The sudden disappearance of Arby’s from the Central Okanagan marks more than just the loss of a roast beef sandwich; it signals a shifting landscape in the fast-food industry. With both the Kelowna and West Kelowna locations shuttered, local residents are left wondering about the future of their favorite niche franchises and the broader economic pressures currently squeezing brick-and-mortar restaurants.

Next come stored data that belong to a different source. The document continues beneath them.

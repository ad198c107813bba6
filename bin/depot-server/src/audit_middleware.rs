//! Audit middleware
//!
//! Records one audit entry per request after the handler finishes:
//! user, method, resource, status, client address, and user agent.
//! Auditing is best-effort; it can never fail the request.

use crate::state::AppState;
use axum::{
    body::Body,
    extract::{ConnectInfo, Request, State},
    middleware::Next,
    response::Response,
};
use depot_auth::{AuditEvent, Principal};
use std::net::SocketAddr;
use std::sync::Arc;

pub async fn audit_layer(
    State(state): State<Arc<AppState>>,
    request: Request<Body>,
    next: Next,
) -> Response {
    let path = request.uri().path().to_string();
    if path == "/metrics" || path == "/health" || path.starts_with("/health/") {
        return next.run(request).await;
    }

    let method = request.method().to_string();
    let principal = request.extensions().get::<Principal>().cloned();
    let ip = request
        .extensions()
        .get::<ConnectInfo<SocketAddr>>()
        .map(|info| info.0.ip().to_string())
        .unwrap_or_default();
    let user_agent = request
        .headers()
        .get(axum::http::header::USER_AGENT)
        .and_then(|v| v.to_str().ok())
        .unwrap_or_default()
        .to_string();

    let response = next.run(request).await;
    let status = response.status();

    let (user_id, username) = principal
        .map(|p| (p.user_id, p.username))
        .unwrap_or_else(|| ("anonymous".to_string(), "anonymous".to_string()));

    state.audit.record(AuditEvent {
        user_id,
        username,
        method,
        resource: path,
        status: status.as_u16(),
        ip,
        user_agent,
        error_message: if status.is_client_error() || status.is_server_error() {
            Some(
                status
                    .canonical_reason()
                    .unwrap_or("request failed")
                    .to_string(),
            )
        } else {
            None
        },
    });

    response
}
//! Azure Blob Storage remote backend
//!
//! Speaks the Blob REST API with SharedKey request signing. Depot
//! buckets are flat `<bucket>/<key>` prefixes inside one container; the
//! content SHA-256 is stored as the `x-ms-meta-sha256` blob metadata.

use crate::remote::{
    body_reader, encode_object_path, materialize, status_error, transport_error,
};
use crate::{Backend, ObjectReader, RANGE_TO_EOF, VerifyingReader, WriteOutcome, WritePayload};
use async_trait::async_trait;
use base64::Engine;
use chrono::Utc;
use depot_common::config::RemoteBackendConfig;
use depot_common::{BucketName, Error, ObjectKey, Result, digest::sha256_hex};
use hmac::{Hmac, Mac};
use sha2::Sha256;
use std::collections::BTreeMap;
use tokio_util::sync::CancellationToken;
use tracing::debug;

type HmacSha256 = Hmac<Sha256>;

const API_VERSION: &str = "2021-08-06";
const HASH_META_HEADER: &str = "x-ms-meta-sha256";
const BUCKET_MARKER: &str = ".depot-bucket";
const HEALTH_SENTINEL: &str = ".depot-health";

/// Azure Blob remote object storage
pub struct AzureBackend {
    client: reqwest::Client,
    endpoint: String,
    account: String,
    container: String,
    /// Base64-encoded account key
    account_key: String,
}

impl AzureBackend {
    #[must_use]
    pub fn new(config: &RemoteBackendConfig) -> Self {
        let endpoint = if config.endpoint.is_empty() {
            format!("https://{}.blob.core.windows.net", config.account)
        } else {
            config.endpoint.trim_end_matches('/').to_string()
        };
        Self {
            client: reqwest::Client::new(),
            endpoint,
            account: config.account.clone(),
            container: config.container.clone(),
            account_key: config.secret_key.clone(),
        }
    }

    fn blob_name(bucket: &BucketName, key: &ObjectKey) -> String {
        format!("{}/{}", bucket.as_str(), key.as_str())
    }

    fn blob_url(&self, blob: &str) -> String {
        format!(
            "{}/{}/{}",
            self.endpoint,
            self.container,
            encode_object_path(blob)
        )
    }

    /// SharedKey authorization over the canonicalized headers + resource
    fn sign(
        &self,
        method: &str,
        blob: &str,
        content_length: Option<u64>,
        headers: &mut BTreeMap<String, String>,
    ) -> Result<()> {
        headers.insert(
            "x-ms-date".to_string(),
            Utc::now().format("%a, %d %b %Y %H:%M:%S GMT").to_string(),
        );
        headers.insert("x-ms-version".to_string(), API_VERSION.to_string());

        let canonicalized_headers: String = headers
            .iter()
            .filter(|(name, _)| name.starts_with("x-ms-"))
            .map(|(name, value)| format!("{name}:{value}\n"))
            .collect();
        let canonicalized_resource =
            format!("/{}/{}/{}", self.account, self.container, blob);
        let length_field = match content_length {
            Some(0) | None => String::new(),
            Some(n) => n.to_string(),
        };

        // SharedKey string-to-sign, 2015-02-21 and later format
        let string_to_sign = format!(
            "{method}\n\n\n{length_field}\n\n\n\n\n\n\n\n\n{canonicalized_headers}{canonicalized_resource}"
        );

        let key = base64::engine::general_purpose::STANDARD
            .decode(&self.account_key)
            .map_err(|err| Error::storage("invalid azure account key").with_source(err))?;
        let mut mac =
            HmacSha256::new_from_slice(&key).expect("HMAC accepts any key size");
        mac.update(string_to_sign.as_bytes());
        let signature = base64::engine::general_purpose::STANDARD.encode(mac.finalize().into_bytes());

        headers.insert(
            "authorization".to_string(),
            format!("SharedKey {}:{signature}", self.account),
        );
        Ok(())
    }

    async fn request(
        &self,
        token: &CancellationToken,
        method: reqwest::Method,
        blob: &str,
        mut headers: BTreeMap<String, String>,
        body: Option<bytes::Bytes>,
    ) -> Result<reqwest::Response> {
        if token.is_cancelled() {
            return Err(Error::cancelled());
        }

        let content_length = body.as_ref().map(|b| b.len() as u64);
        self.sign(method.as_str(), blob, content_length, &mut headers)?;

        let mut request = self.client.request(method, self.blob_url(blob));
        for (name, value) in headers {
            request = request.header(name, value);
        }
        if let Some(body) = body {
            request = request.body(body);
        }
        request.send().await.map_err(transport_error)
    }

    async fn head(
        &self,
        token: &CancellationToken,
        blob: &str,
    ) -> Result<Option<reqwest::Response>> {
        let response = self
            .request(token, reqwest::Method::HEAD, blob, BTreeMap::new(), None)
            .await?;
        match response.status().as_u16() {
            200 => Ok(Some(response)),
            404 => Ok(None),
            _ => Err(status_error(response.status(), "head blob")),
        }
    }

    fn missing(blob: &str) -> Error {
        Error::not_found(format!("object not found: {blob}"))
    }
}

#[async_trait]
impl Backend for AzureBackend {
    fn name(&self) -> &'static str {
        "azure"
    }

    async fn write_object(
        &self,
        token: &CancellationToken,
        bucket: &BucketName,
        key: &ObjectKey,
        payload: WritePayload,
    ) -> Result<WriteOutcome> {
        let bytes = materialize(payload).await?;
        let sha256 = sha256_hex(&bytes);
        let written = bytes.len() as u64;

        let mut headers = BTreeMap::new();
        headers.insert("x-ms-blob-type".to_string(), "BlockBlob".to_string());
        headers.insert(HASH_META_HEADER.to_string(), sha256.clone());

        let response = self
            .request(
                token,
                reqwest::Method::PUT,
                &Self::blob_name(bucket, key),
                headers,
                Some(bytes),
            )
            .await?;
        if !response.status().is_success() {
            return Err(status_error(response.status(), "put blob"));
        }
        debug!(bucket = %bucket, key = %key, written, "wrote object to azure");
        Ok(WriteOutcome { written, sha256 })
    }

    async fn read_object(
        &self,
        token: &CancellationToken,
        bucket: &BucketName,
        key: &ObjectKey,
    ) -> Result<ObjectReader> {
        let blob = Self::blob_name(bucket, key);
        let expected = self
            .head(token, &blob)
            .await?
            .ok_or_else(|| Self::missing(&blob))?
            .headers()
            .get(HASH_META_HEADER)
            .and_then(|v| v.to_str().ok())
            .map(str::to_string);

        let response = self
            .request(token, reqwest::Method::GET, &blob, BTreeMap::new(), None)
            .await?;
        if !response.status().is_success() {
            return Err(status_error(response.status(), "get blob"));
        }

        let reader = body_reader(response);
        match expected {
            Some(expected) => Ok(Box::new(VerifyingReader::new(reader, expected))),
            None => Ok(reader),
        }
    }

    async fn read_object_range(
        &self,
        token: &CancellationToken,
        bucket: &BucketName,
        key: &ObjectKey,
        offset: u64,
        length: i64,
    ) -> Result<ObjectReader> {
        let range = if length == RANGE_TO_EOF {
            format!("bytes={offset}-")
        } else {
            let length = u64::try_from(length)
                .map_err(|_| Error::invalid_range(format!("negative length {length}")))?;
            format!("bytes={offset}-{}", offset + length.saturating_sub(1))
        };

        let blob = Self::blob_name(bucket, key);
        let mut headers = BTreeMap::new();
        headers.insert("x-ms-range".to_string(), range);

        let response = self
            .request(token, reqwest::Method::GET, &blob, headers, None)
            .await?;
        match response.status().as_u16() {
            200 | 206 => Ok(body_reader(response)),
            416 => Err(Error::invalid_range(format!(
                "range starting at {offset} is outside the blob"
            ))),
            404 => Err(Self::missing(&blob)),
            _ => Err(status_error(response.status(), "get blob range")),
        }
    }

    async fn delete_object(
        &self,
        token: &CancellationToken,
        bucket: &BucketName,
        key: &ObjectKey,
    ) -> Result<()> {
        let response = self
            .request(
                token,
                reqwest::Method::DELETE,
                &Self::blob_name(bucket, key),
                BTreeMap::new(),
                None,
            )
            .await?;
        match response.status().as_u16() {
            200 | 202 | 204 | 404 => Ok(()),
            _ => Err(status_error(response.status(), "delete blob")),
        }
    }

    async fn create_bucket(&self, token: &CancellationToken, bucket: &BucketName) -> Result<()> {
        let marker = ObjectKey::new_unchecked(BUCKET_MARKER);
        self.write_object(token, bucket, &marker, bytes::Bytes::new().into())
            .await
            .map(|_| ())
    }

    async fn delete_bucket(&self, token: &CancellationToken, bucket: &BucketName) -> Result<()> {
        let marker = ObjectKey::new_unchecked(BUCKET_MARKER);
        self.delete_object(token, bucket, &marker).await
    }

    async fn bucket_exists(&self, token: &CancellationToken, bucket: &BucketName) -> Result<bool> {
        let marker = format!("{}/{BUCKET_MARKER}", bucket.as_str());
        Ok(self.head(token, &marker).await?.is_some())
    }

    async fn object_exists(
        &self,
        token: &CancellationToken,
        bucket: &BucketName,
        key: &ObjectKey,
    ) -> Result<bool> {
        Ok(self.head(token, &Self::blob_name(bucket, key)).await?.is_some())
    }

    async fn object_size(
        &self,
        token: &CancellationToken,
        bucket: &BucketName,
        key: &ObjectKey,
    ) -> Result<u64> {
        let blob = Self::blob_name(bucket, key);
        let response = self
            .head(token, &blob)
            .await?
            .ok_or_else(|| Self::missing(&blob))?;
        response
            .headers()
            .get(reqwest::header::CONTENT_LENGTH)
            .and_then(|v| v.to_str().ok())
            .and_then(|s| s.parse().ok())
            .ok_or_else(|| Error::storage("missing content-length on head response"))
    }

    async fn object_hash(
        &self,
        token: &CancellationToken,
        bucket: &BucketName,
        key: &ObjectKey,
    ) -> Result<String> {
        let blob = Self::blob_name(bucket, key);
        let response = self
            .head(token, &blob)
            .await?
            .ok_or_else(|| Self::missing(&blob))?;
        if let Some(hash) = response
            .headers()
            .get(HASH_META_HEADER)
            .and_then(|v| v.to_str().ok())
        {
            return Ok(hash.to_string());
        }

        let reader = self.read_object(token, bucket, key).await?;
        let data = crate::read_to_end(reader).await?;
        Ok(sha256_hex(&data))
    }

    async fn health_check(&self, token: &CancellationToken) -> Result<()> {
        self.head(token, HEALTH_SENTINEL).await.map(|_| ())
    }
}

#[cfg(test)]
mod tests {
    use super::*;

    fn backend() -> AzureBackend {
        AzureBackend::new(&RemoteBackendConfig {
            account: "depotacct".to_string(),
            container: "depot-data".to_string(),
            secret_key: base64::engine::general_purpose::STANDARD.encode(b"account-key"),
            ..RemoteBackendConfig::default()
        })
    }

    #[test]
    fn test_default_endpoint_uses_account_host() {
        let backend = backend();
        assert_eq!(
            backend.blob_url("releases/app.bin"),
            "https://depotacct.blob.core.windows.net/depot-data/releases/app.bin"
        );
    }

    #[test]
    fn test_shared_key_signing_sets_headers() {
        let backend = backend();
        let mut headers = BTreeMap::new();
        backend
            .sign("GET", "releases/app.bin", None, &mut headers)
            .unwrap();
        assert!(headers.contains_key("x-ms-date"));
        assert_eq!(headers.get("x-ms-version").unwrap(), API_VERSION);
        assert!(headers.get("authorization").unwrap().starts_with("SharedKey depotacct:"));
    }

    #[test]
    fn test_signing_rejects_bad_account_key() {
        let backend = AzureBackend::new(&RemoteBackendConfig {
            account: "a".to_string(),
            container: "c".to_string(),
            secret_key: "not base64!!".to_string(),
            ..RemoteBackendConfig::default()
        });
        let mut headers = BTreeMap::new();
        assert!(backend.sign("GET", "x", None, &mut headers).is_err());
    }
}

The Anatomy of a Franchise Collapse
While the closure of the West Kelowna Arby’s was precipitated by a fire and subsequent legal disputes regarding property remediation, the Kelowna location’s quiet exit points to broader challenges. In the restaurant business, closures are rarely a single-factor event.

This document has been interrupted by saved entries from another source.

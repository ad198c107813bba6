//! Detached artifact signatures
//!
//! SHA-256 over the stored content, signed RSA-PKCS#1 v1.5. Keys
//! arrive as PEM; the public half is stored with each signature so
//! verification needs nothing external. Verification re-reads the
//! object through the verifying reader, so a payload whose digest no
//! longer matches its metadata fails before any signature is checked.

use crate::SupplyChainService;
use chrono::Utc;
use depot_common::{BucketName, Error, ObjectKey, Result, SignatureRecord};
use rsa::pkcs1::DecodeRsaPrivateKey;
use rsa::pkcs8::{DecodePrivateKey, DecodePublicKey, EncodePublicKey, LineEnding};
use rsa::pkcs1v15::{SigningKey, VerifyingKey};
use rsa::signature::{SignatureEncoding, Signer, Verifier};
use rsa::{RsaPrivateKey, RsaPublicKey};
use serde::Serialize;
use sha2::Sha256;
use tokio_util::sync::CancellationToken;
use tracing::info;
use uuid::Uuid;

/// The one signature algorithm Depot produces
pub const SIGNATURE_ALGORITHM: &str = "RSA-SHA256";

/// Outcome for a single stored signature
#[derive(Debug, Clone, Serialize)]
pub struct SignatureOutcome {
    pub id: Uuid,
    pub signed_by: String,
    pub valid: bool,
    #[serde(skip_serializing_if = "Option::is_none")]
    pub error: Option<String>,
}

/// Per-signature outcomes plus the aggregate verdict
#[derive(Debug, Clone, Serialize)]
pub struct VerificationResult {
    pub artifact_ref: String,
    /// True only when at least one signature exists and every one of
    /// them verifies
    pub all_valid: bool,
    pub results: Vec<SignatureOutcome>,
}

fn parse_private_key(pem: &str) -> Result<RsaPrivateKey> {
    RsaPrivateKey::from_pkcs8_pem(pem)
        .or_else(|_| RsaPrivateKey::from_pkcs1_pem(pem))
        .map_err(|err| {
            Error::bad_request("private key is not valid PKCS#8 or PKCS#1 PEM")
                .with_detail("field", "private_key")
                .with_source(err)
        })
}

impl SupplyChainService {
    /// Sign the stored artifact bytes and persist the detached
    /// signature. Many signatures may accumulate per artifact.
    #[tracing::instrument(level = "debug", skip_all, fields(bucket = %bucket, key = %key))]
    pub async fn sign_artifact(
        &self,
        token: &CancellationToken,
        bucket: &BucketName,
        key: &ObjectKey,
        private_key_pem: &str,
        signed_by: &str,
    ) -> Result<SignatureRecord> {
        if !self.config().signing_enabled {
            return Err(Error::forbidden("artifact signing is disabled"));
        }

        let artifact = self.engine().head_object(bucket, key)?;
        let content = self.read_artifact(token, bucket, key).await?;

        let private_key = parse_private_key(private_key_pem)?;
        let public_key_pem = RsaPublicKey::from(&private_key)
            .to_public_key_pem(LineEnding::LF)
            .map_err(|err| Error::internal("public key encoding failed").with_source(err))?;

        let signing_key = SigningKey::<Sha256>::new(private_key);
        let signature = signing_key.sign(&content).to_vec();

        let record = SignatureRecord {
            id: Uuid::new_v4(),
            artifact_ref: artifact.artifact_ref().to_string(),
            algorithm: SIGNATURE_ALGORITHM.to_string(),
            signature,
            public_key_pem,
            signed_by: signed_by.to_string(),
            signed_at: Utc::now(),
        };
        self.meta().put_signature(&record)?;
        info!(artifact = %record.artifact_ref, signed_by, "signed artifact");
        Ok(record)
    }

    pub fn list_signatures(
        &self,
        bucket: &BucketName,
        key: &ObjectKey,
    ) -> Result<Vec<SignatureRecord>> {
        let artifact = self.engine().head_object(bucket, key)?;
        self.meta()
            .list_signatures(&artifact.artifact_ref().to_string())
    }

    /// Re-read the artifact and cryptographically verify every stored
    /// signature against the current bytes.
    #[tracing::instrument(level = "debug", skip_all, fields(bucket = %bucket, key = %key))]
    pub async fn verify_artifact(
        &self,
        token: &CancellationToken,
        bucket: &BucketName,
        key: &ObjectKey,
    ) -> Result<VerificationResult> {
        let artifact = self.engine().head_object(bucket, key)?;
        let artifact_ref = artifact.artifact_ref().to_string();
        let signatures = self.meta().list_signatures(&artifact_ref)?;
        let content = self.read_artifact(token, bucket, key).await?;

        let results: Vec<SignatureOutcome> = signatures
            .iter()
            .map(|record| verify_one(record, &content))
            .collect();
        let all_valid = !results.is_empty() && results.iter().all(|r| r.valid);

        Ok(VerificationResult {
            artifact_ref,
            all_valid,
            results,
        })
    }
}

fn verify_one(record: &SignatureRecord, content: &[u8]) -> SignatureOutcome {
    let outcome = |valid: bool, error: Option<String>| SignatureOutcome {
        id: record.id,
        signed_by: record.signed_by.clone(),
        valid,
        error,
    };

    let public_key = match RsaPublicKey::from_public_key_pem(&record.public_key_pem) {
        Ok(key) => key,
        Err(err) => return outcome(false, Some(format!("unparsable public key: {err}"))),
    };
    let signature = match rsa::pkcs1v15::Signature::try_from(record.signature.as_slice()) {
        Ok(signature) => signature,
        Err(err) => return outcome(false, Some(format!("malformed signature: {err}"))),
    };

    match VerifyingKey::<Sha256>::new(public_key).verify(content, &signature) {
        Ok(()) => outcome(true, None),
        Err(_) => outcome(false, Some("signature does not match content".to_string())),
    }
}
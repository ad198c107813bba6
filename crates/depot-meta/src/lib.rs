//! Depot Meta - Embedded metadata store
//!
//! One redb database file holds the nine metadata namespaces: buckets,
//! artifacts, multipart sessions, write intents, policies, audit logs,
//! signatures, SBOMs, and attestations.

pub mod store;
pub mod tables;

pub use store::{
    AUDIT_DEFAULT_LIMIT, AUDIT_MAX_LIMIT, AuditQuery, MetaStore, WriteIntent,
};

High-interest rates, rising labor costs and the increasing price of commercial real estate are forcing operators to re-evaluate their portfolios. When a franchisee defaults on rent—as alleged in the $21,000 arrears case in West Kelowna—it often highlights a struggle to maintain profit margins in a post-pandemic economy where consumer spending habits have shifted toward delivery apps and value-focused quick-service options.
Why Niche Fast Food Brands Are Struggling
Arby’s has long held a unique position in the “quick-service restaurant” (QSR) sector. Unlike burger-centric giants that rely on high-volume, low-cost menu items, roast beef chains often deal with more complex supply chain requirements and higher food preparation costs.

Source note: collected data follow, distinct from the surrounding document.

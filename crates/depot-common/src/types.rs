//! Core type definitions for Depot
//!
//! This module defines the fundamental types used throughout the system:
//! validated identifiers, artifact metadata records, policies, and the
//! supply-chain record types.

use chrono::{DateTime, Utc};
use derive_more::Display;
use serde::{Deserialize, Serialize};
use std::collections::{BTreeMap, BTreeSet, HashMap};
use std::fmt;
use uuid::Uuid;

/// Name of a bucket
///
/// Must match `^[a-z0-9][a-z0-9-]*[a-z0-9]$` and be 3-63 bytes long.
#[derive(Clone, PartialEq, Eq, Hash, PartialOrd, Ord, Serialize, Deserialize, Display)]
#[display("{_0}")]
pub struct BucketName(String);

impl BucketName {
    /// Create a new bucket name, validating the naming rules
    pub fn new(name: impl Into<String>) -> Result<Self, BucketNameError> {
        let name = name.into();
        Self::validate(&name)?;
        Ok(Self(name))
    }

    /// Create without validation (internal use only)
    #[must_use]
    pub fn new_unchecked(name: impl Into<String>) -> Self {
        Self(name.into())
    }

    /// Get the bucket name as a string slice
    #[must_use]
    pub fn as_str(&self) -> &str {
        &self.0
    }

    fn validate(name: &str) -> Result<(), BucketNameError> {
        if name.len() < 3 {
            return Err(BucketNameError::TooShort);
        }
        if name.len() > 63 {
            return Err(BucketNameError::TooLong);
        }

        let first = name.chars().next().unwrap();
        if !first.is_ascii_lowercase() && !first.is_ascii_digit() {
            return Err(BucketNameError::InvalidStartChar);
        }

        let last = name.chars().last().unwrap();
        if !last.is_ascii_lowercase() && !last.is_ascii_digit() {
            return Err(BucketNameError::InvalidEndChar);
        }

        for c in name.chars() {
            if !c.is_ascii_lowercase() && !c.is_ascii_digit() && c != '-' {
                return Err(BucketNameError::InvalidChar(c));
            }
        }

        Ok(())
    }
}

impl fmt::Debug for BucketName {
    fn fmt(&self, f: &mut fmt::Formatter<'_>) -> fmt::Result {
        write!(f, "BucketName({:?})", self.0)
    }
}

/// Errors that can occur when creating a bucket name
#[derive(Debug, Clone, thiserror::Error)]
pub enum BucketNameError {
    #[error("bucket name must be at least 3 characters")]
    TooShort,
    #[error("bucket name must be at most 63 characters")]
    TooLong,
    #[error("bucket name must start with a lowercase letter or number")]
    InvalidStartChar,
    #[error("bucket name must end with a lowercase letter or number")]
    InvalidEndChar,
    #[error("bucket name contains invalid character: {0}")]
    InvalidChar(char),
}

/// Object key (path within a bucket)
///
/// An opaque UTF-8 path. `/` is allowed; `..` and `.` segments are kept
/// as literal text and never resolved against the filesystem.
#[derive(Clone, PartialEq, Eq, Hash, PartialOrd, Ord, Serialize, Deserialize, Display)]
#[display("{_0}")]
pub struct ObjectKey(String);

impl ObjectKey {
    /// Create a new object key
    pub fn new(key: impl Into<String>) -> Result<Self, ObjectKeyError> {
        let key = key.into();
        Self::validate(&key)?;
        Ok(Self(key))
    }

    /// Create without validation (internal use only)
    #[must_use]
    pub fn new_unchecked(key: impl Into<String>) -> Self {
        Self(key.into())
    }

    /// Get the object key as a string slice
    #[must_use]
    pub fn as_str(&self) -> &str {
        &self.0
    }

    fn validate(key: &str) -> Result<(), ObjectKeyError> {
        if key.is_empty() {
            return Err(ObjectKeyError::Empty);
        }
        if key.len() > 1024 {
            return Err(ObjectKeyError::TooLong);
        }
        Ok(())
    }
}

impl fmt::Debug for ObjectKey {
    fn fmt(&self, f: &mut fmt::Formatter<'_>) -> fmt::Result {
        write!(f, "ObjectKey({:?})", self.0)
    }
}

/// Errors that can occur when creating an object key
#[derive(Debug, Clone, thiserror::Error)]
pub enum ObjectKeyError {
    #[error("object key cannot be empty")]
    Empty,
    #[error("object key cannot exceed 1024 bytes")]
    TooLong,
}

/// Reference to an artifact as `<bucket>/<key>`
#[derive(Clone, Debug, PartialEq, Eq, Hash, Serialize, Deserialize)]
pub struct ArtifactRef {
    pub bucket: BucketName,
    pub key: ObjectKey,
}

impl ArtifactRef {
    #[must_use]
    pub const fn new(bucket: BucketName, key: ObjectKey) -> Self {
        Self { bucket, key }
    }
}

impl fmt::Display for ArtifactRef {
    fn fmt(&self, f: &mut fmt::Formatter<'_>) -> fmt::Result {
        write!(f, "{}/{}", self.bucket, self.key)
    }
}

/// Bucket metadata record
#[derive(Clone, Debug, PartialEq, Eq, Serialize, Deserialize)]
pub struct Bucket {
    pub name: BucketName,
    pub created_at: DateTime<Utc>,
    /// Reserved; versioned object history is not implemented
    pub versioning: bool,
    pub object_count: u64,
    pub total_bytes: u64,
}

impl Bucket {
    #[must_use]
    pub fn new(name: BucketName) -> Self {
        Self {
            name,
            created_at: Utc::now(),
            versioning: false,
            object_count: 0,
            total_bytes: 0,
        }
    }
}

/// Artifact (object) metadata record
#[derive(Clone, Debug, PartialEq, Eq, Serialize, Deserialize)]
pub struct Artifact {
    pub bucket: BucketName,
    pub key: ObjectKey,
    pub size: u64,
    pub content_type: String,
    /// Hex SHA-256 of the stored bytes, verified end-to-end on read
    pub content_digest: String,
    /// Hex MD5 for single-part uploads; composite `<md5>-N` for multipart
    pub etag: String,
    pub created_at: DateTime<Utc>,
    pub updated_at: DateTime<Utc>,
    /// Captured `X-Amz-Meta-*` headers, without the prefix
    pub custom_headers: HashMap<String, String>,
    /// Path of the payload within the backend
    pub storage_path: String,
    /// Present when the artifact was assembled from a multipart session
    pub multipart_id: Option<Uuid>,
}

impl Artifact {
    #[must_use]
    pub fn artifact_ref(&self) -> ArtifactRef {
        ArtifactRef::new(self.bucket.clone(), self.key.clone())
    }
}

/// A single uploaded part within a multipart session
#[derive(Clone, Debug, PartialEq, Eq, Serialize, Deserialize)]
pub struct PartInfo {
    /// Hex MD5 of the part bytes
    pub etag: String,
    pub size: u64,
    /// Byte offset of this part within the assembled object
    pub offset: u64,
}

/// Multipart upload session
#[derive(Clone, Debug, PartialEq, Eq, Serialize, Deserialize)]
pub struct MultipartSession {
    pub upload_id: Uuid,
    pub bucket: BucketName,
    pub key: ObjectKey,
    pub initiated_at: DateTime<Utc>,
    pub content_type: String,
    pub custom_headers: HashMap<String, String>,
    /// Parts keyed by part number, 1..=10000
    pub parts: BTreeMap<u32, PartInfo>,
}

/// Inclusive part number bounds for multipart uploads
pub const MIN_PART_NUMBER: u32 = 1;
pub const MAX_PART_NUMBER: u32 = 10_000;

impl MultipartSession {
    #[must_use]
    pub fn new(
        bucket: BucketName,
        key: ObjectKey,
        content_type: String,
        custom_headers: HashMap<String, String>,
    ) -> Self {
        Self {
            upload_id: Uuid::new_v4(),
            bucket,
            key,
            initiated_at: Utc::now(),
            content_type,
            custom_headers,
            parts: BTreeMap::new(),
        }
    }
}

/// Authorization action
#[derive(Clone, Copy, Debug, PartialEq, Eq, Hash, PartialOrd, Ord, Serialize, Deserialize)]
#[serde(rename_all = "lowercase")]
pub enum Action {
    Read,
    Write,
    Delete,
    List,
    Admin,
}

Recent industry data suggests a move toward “smaller footprints.” Major chains are increasingly pivoting to drive-thru-only models or smaller kiosks to reduce utility costs and staffing requirements. When an older location—like the ones found in the Central Okanagan—becomes a liability due to maintenance or location size, brands are often quick to cut ties rather than invest in costly renovations.
The Future of Commercial Real Estate and Tenant Relations
The dispute at the West Kelowna property involving hazmat crews and mold remediation serves as a cautionary tale for commercial landlords. It highlights the growing tension between property owners and operators during periods of economic instability.
As commercial vacancies rise, landlords are becoming more aggressive in enforcing lease terms. For the consumer, In other words we may see a higher turnover in commercial spaces, with older, dated restaurant buildings being demolished or repurposed for modern, multi-use developments rather than being revitalized for the same fast-food concepts.
Frequently Asked Questions
Why are so many fast-food restaurants closing lately?
Rising inflation, increased labor costs, and the high cost of commercial leases are making it difficult for older, larger restaurant footprints to remain profitable. Many brands are consolidating to more efficient locations.

Is Arby’s leaving Canada entirely?
No. While the footprint in the Central Okanagan has been eliminated, the chain maintains a presence in other parts of British Columbia, including Kamloops, Cranbrook, Aldergrove, and Tsawwassen.
What happens to the property after a restaurant is evicted?
Typically, the property owner will begin an assessment to determine if the site can be re-leased or if the building requires significant demolition and remediation to meet modern safety and health standards.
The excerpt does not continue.